The Uphill Slide

There is always something.

Treading Water

The man was at least 6’2″. I felt small; and frankly, those towering too far over me make me uneasy now. His loping gait that hinted of an injury proffered the descriptives lanky or gangly though he could not be called skinny. Nor could he be called fat. He was average for his height. He walked to greet me like an awkward dancer who has not mastered the steps. Deviating from type was a head of hair. A type, because it was in retrospect that I saw him as typecast by me. A type not to be trusted. It’s not fair to make the judgment of trust on appearance. But it was not just the appearance that brought me to the feeling of miscasting. It was statements that smelled of collusion. Unproven and perhaps unfounded. When questioned, a look of confusion followed by an explanation to the gullible child of how it worked. Sounding reasonable yet with a whiff of guilt. And after, my gut was still clenching its fists all the way home.
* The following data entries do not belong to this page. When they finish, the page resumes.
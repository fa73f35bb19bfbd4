//! Target display resolutions for the estimators
//!
//! `Ultrawide` only appears in the bottleneck results view; FPS estimation
//! supports the three standard 16:9 targets.

use serde::{Deserialize, Serialize};

#[derive(Debug, Clone, Copy, PartialEq, Eq, Hash, Serialize, Deserialize)]
pub enum Resolution {
    #[serde(rename = "1080p")]
    FullHd,
    #[serde(rename = "1440p")]
    Qhd,
    #[serde(rename = "4k")]
    UltraHd,
    #[serde(rename = "ultrawide")]
    Ultrawide,
}

impl Resolution {
    /// The stable lookup key, matching the selection values the
    /// presentation layer submits
    pub fn key(&self) -> &'static str {
        match self {
            Resolution::FullHd => "1080p",
            Resolution::Qhd => "1440p",
            Resolution::UltraHd => "4k",
            Resolution::Ultrawide => "ultrawide",
        }
    }

    /// Human-readable label for choosers
    pub fn label(&self) -> &'static str {
        match self {
            Resolution::FullHd => "1080p (FHD)",
            Resolution::Qhd => "1440p (QHD)",
            Resolution::UltraHd => "4K (UHD)",
            Resolution::Ultrawide => "Ultrawide (21:9)",
        }
    }

    /// Parse from a selection key or common alias (case-insensitive)
    pub fn parse_key(s: &str) -> Option<Self> {
        match s.to_lowercase().as_str() {
            "1080p" | "fhd" | "full hd" => Some(Resolution::FullHd),
            "1440p" | "qhd" => Some(Resolution::Qhd),
            "4k" | "2160p" | "uhd" => Some(Resolution::UltraHd),
            "ultrawide" | "uwqhd" => Some(Resolution::Ultrawide),
            _ => None,
        }
    }

    /// All resolutions shown in the bottleneck results view
    pub fn all() -> [Self; 4] {
        [
            Resolution::FullHd,
            Resolution::Qhd,
            Resolution::UltraHd,
            Resolution::Ultrawide,
        ]
    }
}

impl std::fmt::Display for Resolution {
    fn fmt(&self, f: &mut std::fmt::Formatter<'_>) -> std::fmt::Result {
        write!(f, "{}", self.key())
    }
}
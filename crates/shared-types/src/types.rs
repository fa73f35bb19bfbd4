#[derive(Debug, Clone, Copy, PartialEq, Eq, Hash, serde::Serialize, serde::Deserialize)]
pub enum ComponentKind {
    #[serde(rename = "CPU")]
    Cpu,
    #[serde(rename = "GPU")]
    Gpu,
}

impl std::fmt::Display for ComponentKind {
    fn fmt(&self, f: &mut std::fmt::Formatter<'_>) -> std::fmt::Result {
        match self {
            ComponentKind::Cpu => write!(f, "CPU"),
            ComponentKind::Gpu => write!(f, "GPU"),
        }
    }
}

/// A CPU or GPU entry from the reference catalog.
///
/// `benchmark_score` is a normalized 0-100 rating; `tdp_watts` is the
/// manufacturer TDP figure used as the power-draw proxy.
#[derive(Debug, Clone, serde::Serialize, serde::Deserialize)]
pub struct HardwareComponent {
    pub id: String, // Retail model name, stable key
    pub kind: ComponentKind,
    pub benchmark_score: f64,
    pub tdp_watts: u32,
}

/// Per-title weighting profile for FPS estimation.
///
/// `cpu_weight + gpu_weight` must sum to 1: the weights partition how much
/// each component influences the title's frame rate.
#[derive(Debug, Clone, serde::Serialize, serde::Deserialize)]
pub struct GameProfile {
    pub id: String,
    pub base_fps: f64,
    pub cpu_weight: f64,
    pub gpu_weight: f64,
}

/// Which component holds the lower benchmark score in a bottleneck check.
#[derive(Debug, Clone, Copy, PartialEq, Eq, serde::Serialize, serde::Deserialize)]
pub enum LimitingComponent {
    #[serde(rename = "CPU")]
    Cpu,
    #[serde(rename = "GPU")]
    Gpu,
    None,
}

impl LimitingComponent {
    /// The opposite component, for upgrade-advice phrasing.
    pub fn counterpart(&self) -> Option<ComponentKind> {
        match self {
            LimitingComponent::Cpu => Some(ComponentKind::Gpu),
            LimitingComponent::Gpu => Some(ComponentKind::Cpu),
            LimitingComponent::None => None,
        }
    }
}

impl std::fmt::Display for LimitingComponent {
    fn fmt(&self, f: &mut std::fmt::Formatter<'_>) -> std::fmt::Result {
        match self {
            LimitingComponent::Cpu => write!(f, "CPU"),
            LimitingComponent::Gpu => write!(f, "GPU"),
            LimitingComponent::None => write!(f, "None"),
        }
    }
}

#[derive(Debug, Clone, PartialEq, serde::Serialize, serde::Deserialize)]
pub struct BottleneckReport {
    pub percentage: f64, // 0-100 gap relative to the stronger component
    pub component: LimitingComponent,
}

#[derive(Debug, Clone, Copy, PartialEq, Eq, serde::Serialize, serde::Deserialize)]
pub struct FpsEstimate {
    pub fps: u32,
}

#[derive(Debug, Clone, PartialEq, serde::Serialize, serde::Deserialize)]
pub struct WattageEstimate {
    pub estimated_load_watts: f64,
    pub recommended_watts: u32,
}

/// Projected per-component display figures for the bottleneck results view.
#[derive(Debug, Clone, PartialEq, Eq, serde::Serialize, serde::Deserialize)]
pub struct ResolutionProjection {
    pub cpu_fps: u32,
    pub gpu_fps: u32,
    pub limited_by: ComponentKind,
}

/// Peripheral counts for the wattage estimate.
///
/// The presentation layer bounds these (RAM sticks 1-8, drives 0-10); the
/// estimator only requires them to be counts.
#[derive(Debug, Clone, Copy, PartialEq, Eq, serde::Serialize, serde::Deserialize)]
pub struct PeripheralLoadout {
    pub ram_sticks: u32,
    pub ssd_count: u32,
    pub hdd_count: u32,
}

impl Default for PeripheralLoadout {
    fn default() -> Self {
        // Matches the calculator's starting selection
        Self {
            ram_sticks: 2,
            ssd_count: 1,
            hdd_count: 0,
        }
    }
}

/// Qualitative rating for a benchmark score or RAM capacity.
#[derive(Debug, Clone, Copy, PartialEq, Eq, serde::Serialize, serde::Deserialize)]
pub enum Rating {
    Excellent,
    Good,
    Fair,
    Poor,
}

/// Qualitative tier for an estimated frame rate.
#[derive(Debug, Clone, Copy, PartialEq, Eq, serde::Serialize, serde::Deserialize)]
pub enum FpsTier {
    Struggle,
    Playable,
    Smooth,
    Excellent,
}

/// Severity band for a bottleneck percentage.
#[derive(Debug, Clone, Copy, PartialEq, Eq, serde::Serialize, serde::Deserialize)]
pub enum BottleneckSeverity {
    Balanced,
    Moderate,
    Severe,
}

/// What class of games a build is suited for, from the averaged score.
#[derive(Debug, Clone, Copy, PartialEq, Eq, serde::Serialize, serde::Deserialize)]
pub enum BuildClass {
    MaxSettings,
    AaaHigh,
    MediumHigh,
    EsportsAndOlder,
}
Someone had described him as a bulldog. When she said it, I recognized distaste in her voice. I pictured teeth grabbing and shaking a rag doll back and forth until it flew into pieces. But I saw a junkyard dog. Just not for me. The comparison of dog to human is deeply unfair to dogs. They are far less complicated and more trustworthy than any human.

He spoke soothing words that were the right ones, except they lacked the right emotion.  The person who doesn’t understand the character and overacts the role to convince you of emotion. And instead leaves you feeling confused and wary. And thus, I came to see the possibility of a casting mistake.

So, go with the gut or ignore the gut?